• _PROBLEM_
When the line containing "filename tests/relay_flow.rs" appears in the data below, begin copying there and stop only after the line containing "async fn send_reply(&self, msg: &Message)".

• _MATERIAL SUPPLIED_
********************

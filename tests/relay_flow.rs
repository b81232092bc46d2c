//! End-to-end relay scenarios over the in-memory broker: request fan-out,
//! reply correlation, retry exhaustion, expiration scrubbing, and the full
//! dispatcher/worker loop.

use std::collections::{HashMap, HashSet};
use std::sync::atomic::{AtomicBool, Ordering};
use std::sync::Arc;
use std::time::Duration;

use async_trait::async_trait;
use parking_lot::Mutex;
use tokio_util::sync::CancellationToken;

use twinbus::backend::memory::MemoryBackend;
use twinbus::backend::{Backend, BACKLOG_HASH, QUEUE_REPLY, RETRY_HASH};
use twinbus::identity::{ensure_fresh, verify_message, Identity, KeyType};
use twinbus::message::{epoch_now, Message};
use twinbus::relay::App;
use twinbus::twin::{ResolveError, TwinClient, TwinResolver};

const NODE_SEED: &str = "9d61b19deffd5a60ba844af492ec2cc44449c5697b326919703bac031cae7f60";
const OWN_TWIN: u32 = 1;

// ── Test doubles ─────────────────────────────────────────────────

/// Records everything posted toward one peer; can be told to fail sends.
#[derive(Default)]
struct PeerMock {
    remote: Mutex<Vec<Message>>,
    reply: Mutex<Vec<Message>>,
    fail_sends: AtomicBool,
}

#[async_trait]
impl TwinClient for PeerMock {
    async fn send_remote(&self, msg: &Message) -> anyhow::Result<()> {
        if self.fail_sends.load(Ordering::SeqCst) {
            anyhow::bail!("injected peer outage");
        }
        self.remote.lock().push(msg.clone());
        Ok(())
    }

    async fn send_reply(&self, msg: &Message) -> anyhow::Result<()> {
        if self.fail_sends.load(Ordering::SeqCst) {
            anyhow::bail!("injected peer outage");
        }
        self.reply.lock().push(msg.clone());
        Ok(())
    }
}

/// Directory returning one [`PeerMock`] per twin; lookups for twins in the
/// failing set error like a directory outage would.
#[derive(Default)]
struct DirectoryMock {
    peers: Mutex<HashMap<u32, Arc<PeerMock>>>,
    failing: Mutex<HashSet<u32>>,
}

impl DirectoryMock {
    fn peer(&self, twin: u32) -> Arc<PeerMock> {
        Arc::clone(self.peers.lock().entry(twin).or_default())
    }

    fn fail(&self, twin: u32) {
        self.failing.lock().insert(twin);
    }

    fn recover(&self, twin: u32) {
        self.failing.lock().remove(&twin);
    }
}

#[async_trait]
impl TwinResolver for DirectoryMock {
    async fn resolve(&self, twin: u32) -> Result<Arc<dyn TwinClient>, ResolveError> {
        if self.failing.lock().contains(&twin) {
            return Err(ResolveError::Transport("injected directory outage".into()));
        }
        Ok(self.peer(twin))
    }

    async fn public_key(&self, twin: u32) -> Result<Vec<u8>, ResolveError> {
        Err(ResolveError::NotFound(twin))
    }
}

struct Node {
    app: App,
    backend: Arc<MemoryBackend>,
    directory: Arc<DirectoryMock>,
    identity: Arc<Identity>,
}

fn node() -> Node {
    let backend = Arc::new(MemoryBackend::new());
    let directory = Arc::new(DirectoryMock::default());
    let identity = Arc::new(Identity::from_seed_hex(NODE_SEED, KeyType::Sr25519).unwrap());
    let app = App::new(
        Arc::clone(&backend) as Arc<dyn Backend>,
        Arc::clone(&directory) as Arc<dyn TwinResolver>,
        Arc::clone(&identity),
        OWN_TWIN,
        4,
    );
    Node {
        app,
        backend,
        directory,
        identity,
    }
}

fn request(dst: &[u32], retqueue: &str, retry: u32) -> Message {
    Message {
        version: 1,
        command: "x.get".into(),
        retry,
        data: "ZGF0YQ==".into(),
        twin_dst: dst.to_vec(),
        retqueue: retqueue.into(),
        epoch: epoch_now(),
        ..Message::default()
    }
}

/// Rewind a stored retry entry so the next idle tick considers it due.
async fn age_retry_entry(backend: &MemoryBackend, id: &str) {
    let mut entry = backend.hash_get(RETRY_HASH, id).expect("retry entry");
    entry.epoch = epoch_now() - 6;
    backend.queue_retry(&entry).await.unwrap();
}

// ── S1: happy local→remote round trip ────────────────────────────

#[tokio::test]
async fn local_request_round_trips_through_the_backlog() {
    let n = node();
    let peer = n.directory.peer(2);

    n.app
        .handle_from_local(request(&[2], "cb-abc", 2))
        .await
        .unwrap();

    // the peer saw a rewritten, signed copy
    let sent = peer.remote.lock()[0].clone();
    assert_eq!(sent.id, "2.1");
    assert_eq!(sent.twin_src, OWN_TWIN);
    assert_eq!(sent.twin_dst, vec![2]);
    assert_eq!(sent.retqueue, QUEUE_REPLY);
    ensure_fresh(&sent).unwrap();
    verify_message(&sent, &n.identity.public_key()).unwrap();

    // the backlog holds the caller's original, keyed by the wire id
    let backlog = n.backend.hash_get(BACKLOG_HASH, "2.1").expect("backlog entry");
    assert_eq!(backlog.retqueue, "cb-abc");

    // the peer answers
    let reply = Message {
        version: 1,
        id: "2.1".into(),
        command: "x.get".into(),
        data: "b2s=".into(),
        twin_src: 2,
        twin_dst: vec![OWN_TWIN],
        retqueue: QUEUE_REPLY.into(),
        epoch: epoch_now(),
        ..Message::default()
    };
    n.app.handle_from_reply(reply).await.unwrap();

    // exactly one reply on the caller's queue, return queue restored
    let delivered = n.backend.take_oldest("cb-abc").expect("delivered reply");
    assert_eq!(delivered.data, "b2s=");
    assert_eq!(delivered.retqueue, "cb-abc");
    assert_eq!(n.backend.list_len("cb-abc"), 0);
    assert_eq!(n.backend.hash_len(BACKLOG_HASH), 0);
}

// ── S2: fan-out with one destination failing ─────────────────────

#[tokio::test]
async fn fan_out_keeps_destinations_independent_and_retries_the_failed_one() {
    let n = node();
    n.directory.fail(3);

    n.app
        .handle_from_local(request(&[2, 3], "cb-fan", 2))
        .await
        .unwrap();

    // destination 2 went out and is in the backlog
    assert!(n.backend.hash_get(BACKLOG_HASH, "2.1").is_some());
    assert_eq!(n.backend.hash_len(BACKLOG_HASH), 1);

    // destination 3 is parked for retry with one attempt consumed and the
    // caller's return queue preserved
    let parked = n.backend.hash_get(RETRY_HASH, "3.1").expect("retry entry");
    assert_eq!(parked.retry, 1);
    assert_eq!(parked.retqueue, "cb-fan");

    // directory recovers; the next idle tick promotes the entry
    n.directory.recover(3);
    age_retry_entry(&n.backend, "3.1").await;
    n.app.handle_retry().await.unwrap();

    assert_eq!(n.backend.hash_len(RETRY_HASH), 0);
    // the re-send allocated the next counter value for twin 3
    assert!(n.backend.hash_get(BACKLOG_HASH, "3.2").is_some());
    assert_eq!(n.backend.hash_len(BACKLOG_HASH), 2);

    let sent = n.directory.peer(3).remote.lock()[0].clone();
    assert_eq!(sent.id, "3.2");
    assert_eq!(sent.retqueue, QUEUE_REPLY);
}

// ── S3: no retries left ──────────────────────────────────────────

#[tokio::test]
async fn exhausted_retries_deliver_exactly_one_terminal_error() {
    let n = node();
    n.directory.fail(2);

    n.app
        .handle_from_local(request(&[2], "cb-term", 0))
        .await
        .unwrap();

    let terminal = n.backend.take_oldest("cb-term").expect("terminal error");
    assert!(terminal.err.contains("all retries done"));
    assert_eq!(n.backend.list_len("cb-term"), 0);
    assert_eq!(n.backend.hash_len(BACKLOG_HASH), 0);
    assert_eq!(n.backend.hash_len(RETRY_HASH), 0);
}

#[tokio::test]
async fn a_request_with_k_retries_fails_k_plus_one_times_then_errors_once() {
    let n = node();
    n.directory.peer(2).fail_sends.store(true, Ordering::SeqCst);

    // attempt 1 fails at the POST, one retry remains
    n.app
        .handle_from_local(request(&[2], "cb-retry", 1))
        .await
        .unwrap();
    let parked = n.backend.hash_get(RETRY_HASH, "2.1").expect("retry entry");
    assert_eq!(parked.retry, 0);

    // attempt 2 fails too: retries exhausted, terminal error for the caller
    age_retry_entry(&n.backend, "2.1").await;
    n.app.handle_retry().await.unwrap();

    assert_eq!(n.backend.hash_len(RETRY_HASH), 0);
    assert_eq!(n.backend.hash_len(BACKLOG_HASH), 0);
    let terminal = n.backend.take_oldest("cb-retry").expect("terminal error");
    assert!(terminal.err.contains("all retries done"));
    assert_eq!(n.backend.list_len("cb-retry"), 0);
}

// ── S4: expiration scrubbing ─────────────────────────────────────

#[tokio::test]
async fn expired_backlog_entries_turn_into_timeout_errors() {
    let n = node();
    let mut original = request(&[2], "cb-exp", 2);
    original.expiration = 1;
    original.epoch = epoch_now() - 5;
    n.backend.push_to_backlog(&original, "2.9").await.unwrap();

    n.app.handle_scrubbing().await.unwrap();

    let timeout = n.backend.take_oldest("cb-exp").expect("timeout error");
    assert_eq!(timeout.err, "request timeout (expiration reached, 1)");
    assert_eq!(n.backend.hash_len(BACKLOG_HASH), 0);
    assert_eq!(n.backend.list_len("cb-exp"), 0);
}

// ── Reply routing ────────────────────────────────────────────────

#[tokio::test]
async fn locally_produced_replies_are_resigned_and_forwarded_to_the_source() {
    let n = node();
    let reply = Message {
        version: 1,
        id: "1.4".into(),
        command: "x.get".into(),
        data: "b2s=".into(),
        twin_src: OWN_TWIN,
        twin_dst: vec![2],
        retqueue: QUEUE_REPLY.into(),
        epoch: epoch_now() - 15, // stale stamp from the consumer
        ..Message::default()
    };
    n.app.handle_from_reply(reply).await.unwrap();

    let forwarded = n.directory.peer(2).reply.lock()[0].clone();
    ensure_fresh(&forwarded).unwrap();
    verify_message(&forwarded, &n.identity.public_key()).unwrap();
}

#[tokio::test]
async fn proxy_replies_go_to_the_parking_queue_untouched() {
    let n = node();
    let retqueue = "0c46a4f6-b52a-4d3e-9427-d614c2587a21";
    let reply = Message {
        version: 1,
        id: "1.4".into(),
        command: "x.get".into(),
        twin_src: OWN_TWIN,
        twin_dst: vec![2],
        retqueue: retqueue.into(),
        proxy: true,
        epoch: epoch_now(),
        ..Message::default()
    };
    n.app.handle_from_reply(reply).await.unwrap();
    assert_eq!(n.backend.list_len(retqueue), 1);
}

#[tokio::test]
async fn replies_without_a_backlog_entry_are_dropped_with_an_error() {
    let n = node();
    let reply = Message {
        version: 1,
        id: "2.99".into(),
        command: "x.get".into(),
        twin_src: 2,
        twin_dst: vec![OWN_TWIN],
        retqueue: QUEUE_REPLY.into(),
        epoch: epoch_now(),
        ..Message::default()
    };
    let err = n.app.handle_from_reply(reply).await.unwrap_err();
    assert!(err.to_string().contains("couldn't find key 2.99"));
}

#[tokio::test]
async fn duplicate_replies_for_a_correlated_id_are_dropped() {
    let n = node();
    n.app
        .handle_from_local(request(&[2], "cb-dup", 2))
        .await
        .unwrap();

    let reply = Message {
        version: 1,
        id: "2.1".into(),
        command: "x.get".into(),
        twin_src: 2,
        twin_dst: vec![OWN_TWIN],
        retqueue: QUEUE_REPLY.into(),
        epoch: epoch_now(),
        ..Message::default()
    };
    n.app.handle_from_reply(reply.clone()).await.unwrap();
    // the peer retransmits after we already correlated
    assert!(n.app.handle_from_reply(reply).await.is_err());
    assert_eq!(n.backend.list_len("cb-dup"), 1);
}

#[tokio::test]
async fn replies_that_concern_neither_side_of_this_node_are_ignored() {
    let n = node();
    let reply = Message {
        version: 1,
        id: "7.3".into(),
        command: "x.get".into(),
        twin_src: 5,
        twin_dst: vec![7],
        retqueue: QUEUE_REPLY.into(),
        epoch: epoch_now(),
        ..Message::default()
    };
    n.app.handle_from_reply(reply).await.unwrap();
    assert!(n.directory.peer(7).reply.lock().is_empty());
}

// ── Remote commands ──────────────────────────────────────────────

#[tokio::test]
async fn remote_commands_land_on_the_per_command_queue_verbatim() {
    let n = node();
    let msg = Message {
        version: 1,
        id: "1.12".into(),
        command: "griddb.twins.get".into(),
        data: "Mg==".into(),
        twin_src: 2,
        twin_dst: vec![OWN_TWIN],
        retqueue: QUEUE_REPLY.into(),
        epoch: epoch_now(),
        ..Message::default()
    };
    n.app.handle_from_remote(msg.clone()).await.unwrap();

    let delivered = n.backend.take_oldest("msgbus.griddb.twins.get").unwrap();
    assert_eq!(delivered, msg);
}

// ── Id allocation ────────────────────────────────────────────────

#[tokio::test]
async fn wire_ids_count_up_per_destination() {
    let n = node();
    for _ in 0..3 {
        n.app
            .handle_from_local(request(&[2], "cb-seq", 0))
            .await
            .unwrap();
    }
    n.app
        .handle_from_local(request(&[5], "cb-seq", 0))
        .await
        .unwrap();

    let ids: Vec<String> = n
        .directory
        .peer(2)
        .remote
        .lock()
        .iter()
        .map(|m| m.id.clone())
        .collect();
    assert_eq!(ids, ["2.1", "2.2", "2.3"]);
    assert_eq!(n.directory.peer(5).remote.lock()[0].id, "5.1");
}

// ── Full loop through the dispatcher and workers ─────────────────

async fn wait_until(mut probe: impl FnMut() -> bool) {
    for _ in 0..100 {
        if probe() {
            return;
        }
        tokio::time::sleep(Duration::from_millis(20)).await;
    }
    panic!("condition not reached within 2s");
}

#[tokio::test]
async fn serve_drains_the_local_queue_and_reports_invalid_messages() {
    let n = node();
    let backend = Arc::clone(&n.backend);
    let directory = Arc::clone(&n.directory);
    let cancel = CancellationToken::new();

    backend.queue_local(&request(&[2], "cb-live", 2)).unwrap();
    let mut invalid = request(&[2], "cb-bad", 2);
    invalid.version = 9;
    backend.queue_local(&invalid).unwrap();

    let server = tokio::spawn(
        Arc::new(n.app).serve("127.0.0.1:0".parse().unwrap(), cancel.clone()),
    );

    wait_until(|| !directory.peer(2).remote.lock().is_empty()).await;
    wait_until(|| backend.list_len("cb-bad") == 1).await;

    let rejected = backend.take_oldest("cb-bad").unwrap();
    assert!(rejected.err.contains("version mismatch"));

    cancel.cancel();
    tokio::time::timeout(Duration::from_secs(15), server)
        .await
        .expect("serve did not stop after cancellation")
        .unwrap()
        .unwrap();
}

********************

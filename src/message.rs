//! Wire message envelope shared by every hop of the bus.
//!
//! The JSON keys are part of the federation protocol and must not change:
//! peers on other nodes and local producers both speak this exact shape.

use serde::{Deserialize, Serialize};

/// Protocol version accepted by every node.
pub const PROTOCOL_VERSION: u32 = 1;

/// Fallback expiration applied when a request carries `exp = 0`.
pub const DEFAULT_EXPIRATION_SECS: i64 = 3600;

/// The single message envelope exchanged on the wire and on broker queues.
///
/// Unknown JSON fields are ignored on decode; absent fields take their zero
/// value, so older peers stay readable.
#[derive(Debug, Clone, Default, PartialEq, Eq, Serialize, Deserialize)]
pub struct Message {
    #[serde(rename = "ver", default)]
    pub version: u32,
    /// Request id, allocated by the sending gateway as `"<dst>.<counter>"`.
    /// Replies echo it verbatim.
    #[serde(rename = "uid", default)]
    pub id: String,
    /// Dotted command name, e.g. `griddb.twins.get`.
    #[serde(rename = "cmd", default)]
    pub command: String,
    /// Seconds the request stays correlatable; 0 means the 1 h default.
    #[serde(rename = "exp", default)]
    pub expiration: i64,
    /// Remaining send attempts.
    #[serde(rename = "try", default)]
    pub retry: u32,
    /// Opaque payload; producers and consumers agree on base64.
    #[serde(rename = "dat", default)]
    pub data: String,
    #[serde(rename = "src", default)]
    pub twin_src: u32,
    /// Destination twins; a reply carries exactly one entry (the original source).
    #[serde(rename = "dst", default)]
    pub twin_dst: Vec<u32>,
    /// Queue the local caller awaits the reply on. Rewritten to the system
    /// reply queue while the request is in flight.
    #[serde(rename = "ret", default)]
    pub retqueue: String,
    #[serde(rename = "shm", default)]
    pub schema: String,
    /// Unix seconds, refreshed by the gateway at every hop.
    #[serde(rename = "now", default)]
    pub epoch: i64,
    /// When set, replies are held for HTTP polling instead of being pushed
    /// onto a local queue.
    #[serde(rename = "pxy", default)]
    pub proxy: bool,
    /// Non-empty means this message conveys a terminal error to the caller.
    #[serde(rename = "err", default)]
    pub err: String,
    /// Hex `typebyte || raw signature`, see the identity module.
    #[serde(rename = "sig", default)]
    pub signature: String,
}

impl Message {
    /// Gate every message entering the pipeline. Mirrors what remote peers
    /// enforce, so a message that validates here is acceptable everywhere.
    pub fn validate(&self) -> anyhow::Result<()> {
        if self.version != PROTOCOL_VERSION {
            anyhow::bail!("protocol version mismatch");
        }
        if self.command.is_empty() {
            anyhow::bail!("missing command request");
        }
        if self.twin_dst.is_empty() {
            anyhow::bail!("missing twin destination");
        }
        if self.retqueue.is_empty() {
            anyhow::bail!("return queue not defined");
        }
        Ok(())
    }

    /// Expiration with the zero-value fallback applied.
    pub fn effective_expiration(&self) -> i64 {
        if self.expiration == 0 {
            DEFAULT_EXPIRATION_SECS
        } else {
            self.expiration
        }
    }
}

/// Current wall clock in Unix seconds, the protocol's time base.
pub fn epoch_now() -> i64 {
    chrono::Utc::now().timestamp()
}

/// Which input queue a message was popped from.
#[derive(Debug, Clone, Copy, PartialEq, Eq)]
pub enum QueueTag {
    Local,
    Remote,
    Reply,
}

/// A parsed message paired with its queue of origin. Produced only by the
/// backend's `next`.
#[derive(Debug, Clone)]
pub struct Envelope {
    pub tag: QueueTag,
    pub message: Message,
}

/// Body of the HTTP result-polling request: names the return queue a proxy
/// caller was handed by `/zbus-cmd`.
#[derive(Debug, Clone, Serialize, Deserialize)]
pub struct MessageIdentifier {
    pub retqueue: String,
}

********************

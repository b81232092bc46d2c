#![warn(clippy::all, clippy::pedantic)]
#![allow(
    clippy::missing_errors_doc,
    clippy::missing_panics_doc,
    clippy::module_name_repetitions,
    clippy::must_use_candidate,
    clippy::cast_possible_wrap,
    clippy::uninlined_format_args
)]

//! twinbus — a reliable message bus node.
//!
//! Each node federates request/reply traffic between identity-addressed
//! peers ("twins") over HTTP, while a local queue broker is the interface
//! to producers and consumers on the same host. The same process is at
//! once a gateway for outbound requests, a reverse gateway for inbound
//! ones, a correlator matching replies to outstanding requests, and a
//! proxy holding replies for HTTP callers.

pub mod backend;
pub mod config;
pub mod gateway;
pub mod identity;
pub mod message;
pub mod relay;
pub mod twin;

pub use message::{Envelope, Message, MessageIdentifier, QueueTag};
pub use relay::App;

********************

• _PROBLEM SOLUTION_
filename tests/relay_flow.rs
repository b81232092bc46d2c
//! End-to-end relay scenarios over the in-memory broker: request fan-out,
//! reply correlation, retry exhaustion, expiration scrubbing, and the full
//! dispatcher/worker loop.

use std::collections::{HashMap, HashSet};
use std::sync::atomic::{AtomicBool, Ordering};
use std::sync::Arc;
use std::time::Duration;

use async_trait::async_trait;
use parking_lot::Mutex;
use tokio_util::sync::CancellationToken;

use twinbus::backend::memory::MemoryBackend;
use twinbus::backend::{Backend, BACKLOG_HASH, QUEUE_REPLY, RETRY_HASH};
use twinbus::identity::{ensure_fresh, verify_message, Identity, KeyType};
use twinbus::message::{epoch_now, Message};
use twinbus::relay::App;
use twinbus::twin::{ResolveError, TwinClient, TwinResolver};

const NODE_SEED: &str = "9d61b19deffd5a60ba844af492ec2cc44449c5697b326919703bac031cae7f60";
const OWN_TWIN: u32 = 1;

// ── Test doubles ─────────────────────────────────────────────────

/// Records everything posted toward one peer; can be told to fail sends.
#[derive(Default)]
struct PeerMock {
    remote: Mutex<Vec<Message>>,
    reply: Mutex<Vec<Message>>,
    fail_sends: AtomicBool,
}

#[async_trait]
impl TwinClient for PeerMock {
    async fn send_remote(&self, msg: &Message) -> anyhow::Result<()> {
        if self.fail_sends.load(Ordering::SeqCst) {
            anyhow::bail!("injected peer outage");
        }
        self.remote.lock().push(msg.clone());
        Ok(())
    }

    async fn send_reply(&self, msg: &Message) -> anyhow::Result<()> {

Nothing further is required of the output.